Toujours en arpents au XXIe siècle

Les domaines de Saint-Aubin « la riche » deviennent biens nationaux à la Révolution et sont vendus aux enchères. Afin d’avoir des revenus sans créer d’impôts, la municipalité d’Angers se fait adjuger l’île le 4 janvier 1791 pour l’énorme somme de 720 100 livres. Hélas ! Elle ne peut la payer. L’île, rebaptisée « Haute Verte », divisée en parcelles d’un arpent pour avantager un grand nombre de citoyens, est revendue à plusieurs dizaines de propriétaires de novembre 1794 à janvier 1795. Un arpent - 6 600 m2 - pouvait entretenir un cheval pendant un an. Depuis, malgré le système métrique, on compte toujours en arpents sur l’île, cas peut-être unique en France… Ces propriétaires sont obligés de s’organiser : le 16 février 1825, Charles X signe un édit - toujours en vigueur - créant un syndicat chargé de l’exécution des travaux de défense de l’île contre les crues. La dépense est répartie entre les propriétaires. Un vacher est employé.

 

À l’été 1899, les bâtiments de l’ancien prieuré - maison d’habitation et chapelle - sont démolis et remplacés par une maison nouvelle. Quelques traces de la chapelle restent visibles du côté du jardin. L’activité de fauchage reste rentable jusque dans les années 1970. En 1989 en revanche, le prix de l’hectare atteint à peine 4 000 francs : sur ce dernier territoire agricole d’Angers, le taux d’imposition est près de trois fois supérieur à celui des communes rurales et l’herbe ne se vend plus, sauf en période de sécheresse.

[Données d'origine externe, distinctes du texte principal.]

use crate::fault::FaultKind;

pub mod parse;

pub type Byte = u8; // 1 byte
pub type Address = u16; // wide enough to point one past the end

/// Number of addressable cells of the LS-8
pub const RAM_SIZE: usize = 256;

/// Default memory
pub type StdMem = Memory<RAM_SIZE>;

/// Emulates memory for use with the CPU
#[derive(Debug, Clone, Copy, PartialEq, Eq, Hash)]
pub struct Memory<const S: usize> {
    /// The actual data of the memory
    pub data: [Byte; S],
}

impl<const S: usize> Default for Memory<S> {
    /// Initializes the memory
    fn default() -> Self {
        Memory { data: [0; S] }
    }
}

impl<const S: usize> Memory<S> {
    /// Reads a byte from the memory
    pub fn read_byte(&self, position: Address) -> Result<Byte, FaultKind> {
        self.data
            .get(position as usize)
            .copied()
            .ok_or(FaultKind::OutOfBoundsAccess {
                address: position as usize,
            })
    }

    /// Writes a byte to the memory
    pub fn write_byte(&mut self, position: Address, value: Byte) -> Result<(), FaultKind> {
        let cell = self
            .data
            .get_mut(position as usize)
            .ok_or(FaultKind::OutOfBoundsAccess {
                address: position as usize,
            })?;
        *cell = value;

        Ok(())
    }

    /// Writes an array of bytes to the memory. Nothing is written if any
    /// part of the block falls outside.
    pub fn write_array(&mut self, position: Address, data: &[Byte]) -> Result<(), FaultKind> {
        let start = position as usize;
        let end = start + data.len();
        if end > S {
            // first cell that does not exist
            return Err(FaultKind::OutOfBoundsAccess {
                address: start.max(S),
            });
        }

        self.data[start..end].copy_from_slice(data);

        Ok(())
    }

    /// Replaces the whole memory content with `program` placed at address 0
    pub fn load(&mut self, program: &[Byte]) -> Result<(), FaultKind> {
        if program.len() > S {
            return Err(FaultKind::ProgramTooLarge {
                length: program.len(),
            });
        }

        self.data = [0; S];
        self.data[..program.len()].copy_from_slice(program);

        Ok(())
    }

    /// Logs every non-empty 16 byte row of the memory
    pub fn dump(&self) {
        for (row, chunk) in self.data.chunks(16).enumerate() {
            if chunk.iter().all(|byte| *byte == 0) {
                continue;
            }

            let line = chunk
                .iter()
                .map(|byte| format!("{:02X}", byte))
                .collect::<Vec<_>>()
                .join(" ");
            log::debug!("{:02X}: {}", row * 16, line);
        }
    }
}

/// Writes a block of instructions directly into the memory
#[macro_export]
macro_rules! write_instructions {
    ( $mem:ident : $pos:expr => $( $byte:expr ),+ ) => {
        $mem.write_array($pos, &[
            $(
                $byte as $crate::memory::Byte,
            )+
        ])
    };
}

#[cfg(test)]
mod tests {
    use crate::processor::Instruction;

    use super::*;
    use color_eyre::eyre::Result;

    #[test]
    fn test_read_byte() -> Result<()> {
        let mut mem = StdMem::default();
        mem.data[0x2] = 0x12;
        assert_eq!(mem.read_byte(0x2)?, 0x12);
        assert_eq!(mem.read_byte(0xFF)?, 0);

        Ok(())
    }

    #[test]
    fn test_write_byte() -> Result<()> {
        let mut mem = StdMem::default();
        mem.write_byte(0x44, 12)?;
        assert_eq!(mem.data[0x44], 12);

        Ok(())
    }

    #[test]
    fn test_out_of_bounds() -> Result<()> {
        let mut mem = StdMem::default();

        assert_eq!(
            mem.read_byte(0x100),
            Err(FaultKind::OutOfBoundsAccess { address: 0x100 })
        );
        assert_eq!(
            mem.write_byte(0x101, 1),
            Err(FaultKind::OutOfBoundsAccess { address: 0x101 })
        );
        assert_eq!(mem, StdMem::default());

        Ok(())
    }

    #[test]
    fn test_write_array() -> Result<()> {
        let mut mem = StdMem::default();
        mem.write_array(0x44, &[0x12, 0x34, 0x56, 0x78])?;
        assert_eq!(mem.data[0x44], 0x12);
        assert_eq!(mem.data[0x45], 0x34);
        assert_eq!(mem.data[0x46], 0x56);
        assert_eq!(mem.data[0x47], 0x78);

        Ok(())
    }

    #[test]
    fn test_write_array_past_end() -> Result<()> {
        let mut mem = StdMem::default();

        assert_eq!(
            mem.write_array(0xFE, &[1, 2, 3]),
            Err(FaultKind::OutOfBoundsAccess { address: 0x100 })
        );
        assert_eq!(mem, StdMem::default());

        Ok(())
    }

    #[test]
    fn test_load() -> Result<()> {
        let mut mem = StdMem::default();
        mem.data[0x80] = 0xAA;

        let program = [0b1000_0010, 0, 8, 0b0100_0111, 0, 0b0000_0001];
        mem.load(&program)?;

        assert_eq!(&mem.data[..program.len()], &program);
        assert!(mem.data[program.len()..].iter().all(|byte| *byte == 0));

        Ok(())
    }

    #[test]
    fn test_load_full_memory() -> Result<()> {
        let mut mem = StdMem::default();
        let program = [0x7F; RAM_SIZE];
        mem.load(&program)?;

        assert_eq!(mem.data, program);

        Ok(())
    }

    #[test]
    fn test_load_too_large() -> Result<()> {
        let mut mem = StdMem::default();

        assert_eq!(
            mem.load(&[0; RAM_SIZE + 1]),
            Err(FaultKind::ProgramTooLarge {
                length: RAM_SIZE + 1
            })
        );

        Ok(())
    }

    #[test]
    fn test_write_instructions() -> Result<()> {
        let mut mem = StdMem::default();

        mem.write_array(
            0x10,
            &[
                Instruction::LDI as Byte,
                0,
                8,
                Instruction::PRN as Byte,
                0,
                Instruction::HLT as Byte,
            ],
        )?;

        let mut mem2 = StdMem::default();
        use crate::processor::Instruction::*;
        write_instructions!(mem2 : 0x10 => LDI, 0, 8, PRN, 0, HLT)?;

        assert_eq!(mem, mem2);

        Ok(())
    }
}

Pour éviter que cet exceptionnel patrimoine vert ne devienne friche ou gigantesque peupleraie, la Ville décide en novembre 1976 d’y créer une zone d’aménagement différé. Elle peut ainsi préempter les terrains mis en vente et devient propriétaire d’une quarantaine d’hectares avec notamment l’acquisition de la ferme en 1994. Elle achète également les bacs et supprime les droits de passage. De leur côté, la fédération de chasse et l’Ablette angevine acquièrent quelque deux cents hectares. Huit hectares de frayères sont entretenues. La municipalité annonce en 2000 son projet de valorisation de l’île pour en faire une zone de loisirs d’usage modéré : sentiers d’interprétation, transformation de la ferme en lieu d’animation, d’exposition et de séminaires. En juin 2008, cet observatoire de la faune et de la flore ouvrira au public. Laissez-vous séduire par les promesses d’une île.